RECORDS PROVIDED:
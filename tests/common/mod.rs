// Allow dead_code because these helpers are used across different test files
// which are compiled separately
#![allow(dead_code)]

use anyhow::Result;
use chrono::NaiveDate;
use exptrak::application::ExpenseStore;
use exptrak::config::Config;
use exptrak::domain::{Category, Cents, NewExpense};
use exptrak::storage::SlotRepository;
use tempfile::TempDir;

/// Config pointing at a database inside a fresh temporary directory.
pub fn test_config() -> Result<(Config, TempDir)> {
    let temp_dir = TempDir::new()?;
    let db_path = temp_dir.path().join("test.db");
    let config = Config {
        database: db_path.to_string_lossy().into_owned(),
        quota_bytes: None,
    };
    Ok((config, temp_dir))
}

/// Helper to create a store over a temporary SQLite database
pub async fn test_store() -> Result<(ExpenseStore<SlotRepository>, Config, TempDir)> {
    let (config, temp_dir) = test_config()?;
    config.init_storage().await?;
    let store = config.open_store().await?;
    Ok((store, config, temp_dir))
}

/// Simulate a restart: open a second store on the same database.
pub async fn reopen(config: &Config) -> Result<ExpenseStore<SlotRepository>> {
    config.open_store().await
}

pub fn parse_date(date_str: &str) -> NaiveDate {
    NaiveDate::parse_from_str(date_str, "%Y-%m-%d").unwrap()
}

pub fn expense(amount: Cents, category: Category, date: &str) -> NewExpense {
    NewExpense::new(amount, category, parse_date(date))
}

WORK INSTRUCTION: In the data above, which lines have "TempDir"? Report each of them.

ANSWER AREA:
use tempfile::TempDir;
pub fn test_config() -> Result<(Config, TempDir)> {
    let temp_dir = TempDir::new()?;
pub async fn test_store() -> Result<(ExpenseStore<SlotRepository>, Config, TempDir)> {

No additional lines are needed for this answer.